LM By Laura Michelle Davis · Updated 18 June 2026 · Fact-checked against gov.uk ✓ Reviewed by TaxFly Editorial Team
High Income Child Benefit Charge 2026: The £60,000–£80,000 Trap

Quick answer

The High Income Child Benefit Charge applies when someone in the household has adjusted net income over £60,000, clawing back Child Benefit gradually until it is fully removed at £80,000. It is based on the highest individual income, not household income - and pension contributions can reduce or remove it.

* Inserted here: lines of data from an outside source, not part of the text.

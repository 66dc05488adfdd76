//! The kernel event descriptor backing one Intel PT tracing session.
//!
//! PT shows up in `perf_event_open(2)` as a dynamic PMU: its event type is
//! an integer published in sysfs, not a fixed `PERF_TYPE_*` constant. The
//! descriptor opened here serves two purposes: control (enable/disable
//! ioctls) and the backing object for the ring buffer mappings in
//! [`crate::ring`].

use std::fs;
use std::mem;
use std::os::fd::{AsFd, AsRawFd, BorrowedFd, FromRawFd, IntoRawFd, OwnedFd, RawFd};

use bitfield::bitfield;
use nix::errno::Errno;
use nix::ioctl_none;
use nix::unistd::{self, Pid};
use tracing::debug;

use crate::error::{Error, Result};

/// Sysfs attribute holding the dynamic PMU type of the local Intel PT
/// implementation.
pub const PT_TYPE_PATH: &str = "/sys/bus/event_source/devices/intel_pt/type";

bitfield! {
    /// The `perf_event_attr` bit-flags word.
    #[repr(transparent)]
    pub struct PerfEventAttrFlags(u64);
    impl Debug;
    pub disabled, set_disabled: 0, 0;
    pub inherit, set_inherit: 1, 1;
    pub pinned, set_pinned: 2, 2;
    pub exclusive, set_exclusive: 3, 3;
    pub exclude_user, set_exclude_user: 4, 4;
    pub exclude_kernel, set_exclude_kernel: 5, 5;
    pub exclude_hv, set_exclude_hv: 6, 6;
    pub exclude_idle, set_exclude_idle: 7, 7;
    pub mmap, set_mmap: 8, 8;
    pub comm, set_comm: 9, 9;
    pub freq, set_freq: 10, 10;
    pub inherit_stat, set_inherit_stat: 11, 11;
    pub enable_on_exec, set_enable_on_exec: 12, 12;
    pub task, set_task: 13, 13;
    pub watermark, set_watermark: 14, 14;
    pub precise_ip, set_precise_ip: 16, 15;
    pub mmap_data, set_mmap_data: 17, 17;
    pub sample_id_all, set_sample_id_all: 18, 18;
    pub __reserved_1, _: 63, 19;
}

/// Mirror of the kernel's `perf_event_attr`, through `aux_sample_size`
/// (`PERF_ATTR_SIZE_VER6`). Union members this tracer never sets are
/// declared as one plain field of the same width.
#[repr(C)]
pub struct PerfEventAttr {
    pub type_: u32,
    pub size: u32,
    pub config: u64,
    pub sample_period: u64,
    pub sample_type: u64,
    pub read_format: u64,
    pub flags: PerfEventAttrFlags,
    pub wakeup_events: u32,
    pub bp_type: u32,
    pub config1: u64,
    pub config2: u64,
    pub branch_sample_type: u64,
    pub sample_regs_user: u64,
    pub sample_stack_user: u32,
    pub clockid: i32,
    pub sample_regs_intr: u64,
    pub aux_watermark: u32,
    pub sample_max_stack: u16,
    pub __reserved_2: u16,
    pub aux_sample_size: u32,
    pub __reserved_3: u32,
}

impl Default for PerfEventAttr {
    fn default() -> Self {
        // SAFETY: every field is a plain integer; all-zero is the kernel's
        // own baseline for unused attr fields.
        unsafe { mem::zeroed() }
    }
}

/// Mirror of the kernel's `perf_event_mmap_page`.
///
/// Only the cursor fields at the tail of the struct are used; the reserved
/// block keeps them at their fixed kernel offsets.
#[repr(C)]
pub struct PerfEventMmapPage {
    pub version: u32,
    pub compat_version: u32,
    pub lock: u32,
    pub index: u32,
    pub offset: i64,
    pub time_enabled: u64,
    pub time_running: u64,
    pub capabilities: u64,
    pub pmc_width: u16,
    pub time_shift: u16,
    pub time_mult: u32,
    pub time_offset: u64,
    pub time_zero: u64,
    pub size: u32,
    pub __reserved_1: u32,
    pub time_cycles: u64,
    pub time_mask: u64,
    pub __reserved: [u8; 116 * 8],
    pub data_head: u64,
    pub data_tail: u64,
    pub data_offset: u64,
    pub data_size: u64,
    pub aux_head: u64,
    pub aux_tail: u64,
    pub aux_offset: u64,
    pub aux_size: u64,
}

const PERF_IOC_MAGIC: u8 = b'$';
ioctl_none!(perf_event_ioc_enable, PERF_IOC_MAGIC, 0);
ioctl_none!(perf_event_ioc_disable, PERF_IOC_MAGIC, 1);

/// Read the local Intel PT event type from sysfs.
///
/// A stateless read, performed once per trace run. A missing attribute
/// means the hardware or kernel lacks PT support.
fn intel_pt_type() -> Result<u32> {
    let raw = fs::read_to_string(PT_TYPE_PATH).map_err(|source| Error::Unsupported { source })?;

    raw.trim().parse().map_err(|_| Error::PmuType {
        value: raw.trim().to_owned(),
    })
}

fn pt_attr(pmu_type: u32) -> PerfEventAttr {
    let mut attr = PerfEventAttr::default();
    attr.type_ = pmu_type;
    attr.size = mem::size_of::<PerfEventAttr>() as u32;

    // Trace user-space execution of the target only.
    attr.flags.set_exclude_kernel(1);
    attr.flags.set_exclude_hv(1);

    // The controller enables the event once the ring is mapped.
    attr.flags.set_disabled(1);

    // Maximum timing precision: no instruction skid.
    attr.flags.set_precise_ip(3);

    attr
}

/// An open, process-scoped Intel PT event.
#[derive(Debug)]
pub struct PtEvent {
    fd: OwnedFd,
}

impl PtEvent {
    /// Open a disabled PT event scoped to `pid`, on any CPU.
    pub fn open(pid: Pid) -> Result<Self> {
        let attr = pt_attr(intel_pt_type()?);

        debug!(%pid, pmu_type = attr.type_, "opening intel pt event");

        // No nix or libc wrapper exists for perf_event_open.
        let res = unsafe {
            libc::syscall(
                libc::SYS_perf_event_open,
                &attr as *const PerfEventAttr,
                pid.as_raw(),
                -1 as libc::c_int,
                -1 as libc::c_int,
                0 as libc::c_ulong,
            )
        };
        if res < 0 {
            return Err(Error::EventOpen {
                pid,
                source: Errno::last(),
            });
        }

        // SAFETY: the syscall succeeded and returned a descriptor we own.
        let fd = unsafe { OwnedFd::from_raw_fd(res as RawFd) };

        Ok(Self { fd })
    }

    /// Turn the tracing hardware on.
    pub fn enable(&self) -> Result<()> {
        // SAFETY: `self.fd` is a live perf event descriptor.
        unsafe { perf_event_ioc_enable(self.fd.as_raw_fd()) }
            .map(drop)
            .map_err(|source| Error::EventControl {
                op: "enable",
                source,
            })
    }

    /// Turn the tracing hardware off.
    pub fn disable(&self) -> Result<()> {
        // SAFETY: `self.fd` is a live perf event descriptor.
        unsafe { perf_event_ioc_disable(self.fd.as_raw_fd()) }
            .map(drop)
            .map_err(|source| Error::EventControl {
                op: "disable",
                source,
            })
    }

    /// Close the descriptor, surfacing the close error.
    pub fn close(self) -> nix::Result<()> {
        unistd::close(self.fd.into_raw_fd())
    }
}

impl AsFd for PtEvent {
    fn as_fd(&self) -> BorrowedFd<'_> {
        self.fd.as_fd()
    }
}

impl AsRawFd for PtEvent {
    fn as_raw_fd(&self) -> RawFd {
        self.fd.as_raw_fd()
    }
}

#[cfg(test)]
mod tests {
    use memoffset::offset_of;

    use super::*;

    #[test]
    fn test_pt_attr_flags() {
        let attr = pt_attr(9);

        assert_eq!(attr.type_, 9);
        assert_eq!(attr.size as usize, mem::size_of::<PerfEventAttr>());

        assert_eq!(attr.flags.disabled(), 1);
        assert_eq!(attr.flags.exclude_kernel(), 1);
        assert_eq!(attr.flags.exclude_hv(), 1);
        assert_eq!(attr.flags.precise_ip(), 3);

        // The target's own user-space execution must not be filtered.
        assert_eq!(attr.flags.exclude_user(), 0);
        assert_eq!(attr.flags.exclude_idle(), 0);
        assert_eq!(attr.flags.inherit(), 0);
    }

    #[test]
    fn test_attr_abi_size() {
        // PERF_ATTR_SIZE_VER6: through aux_sample_size.
        assert_eq!(mem::size_of::<PerfEventAttr>(), 120);
    }

    #[test]
    fn test_mmap_page_abi_offsets() {
        // Fixed offsets from linux/perf_event.h: the reserved block pads to
        // the kilobyte boundary, where the cursor fields begin.
        assert_eq!(offset_of!(PerfEventMmapPage, data_head), 1024);
        assert_eq!(offset_of!(PerfEventMmapPage, data_tail), 1032);
        assert_eq!(offset_of!(PerfEventMmapPage, data_offset), 1040);
        assert_eq!(offset_of!(PerfEventMmapPage, data_size), 1048);
        assert_eq!(offset_of!(PerfEventMmapPage, aux_head), 1056);
        assert_eq!(offset_of!(PerfEventMmapPage, aux_tail), 1064);
        assert_eq!(offset_of!(PerfEventMmapPage, aux_offset), 1072);
        assert_eq!(offset_of!(PerfEventMmapPage, aux_size), 1080);
    }
}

If you or your partner earns over £60,000 and you claim Child Benefit, part or all of it is clawed back through the High Income Child Benefit Charge (HICBC). It catches people out because it is based on one person's income, not the household's, and it is collected through Self Assessment. This guide explains how the charge works, shows it with examples, and reveals the pension trick that can wipe it out.

Quick summary

  • Charge starts: adjusted net income over £60,000
  • Fully removed at: £80,000
  • Rate: 1% of Child Benefit for every £200 over £60,000
  • Based on: the highest individual income, not household income
  • Key lever: pension contributions reduce adjusted net income

High Income Child Benefit Charge - the 2026 taper

Adjusted net incomeCharge on your Child Benefit
Under £60,000No charge
£60,000 – £80,0001% of the Child Benefit for every £200 over £60,000
£80,000 or more100% - the full amount is clawed back

How the charge works

Child Benefit is paid to parents, but once the higher earner's adjusted net income exceeds £60,000, the charge claws some of it back - 1% for every £200 of income above £60,000. By £80,000 the charge equals 100% of the Child Benefit, so it is fully removed. The charge is reported and paid through Self Assessment, so affected families must register.

Why it catches people out

The charge looks at the highest individual income, not combined household income. So a couple each earning £55,000 (household £110,000) pays nothing, while a single earner on £65,000 is charged. Many families don't realise they need to register for Self Assessment until a penalty arrives.

Real-life examples

Example 1 - Ben on £66,000. Ben's adjusted net income is £66,000, so he is £6,000 over the threshold. That's 30 lots of £200, so 30% of the family's Child Benefit is clawed back. Work it out with the Child Benefit tax calculator.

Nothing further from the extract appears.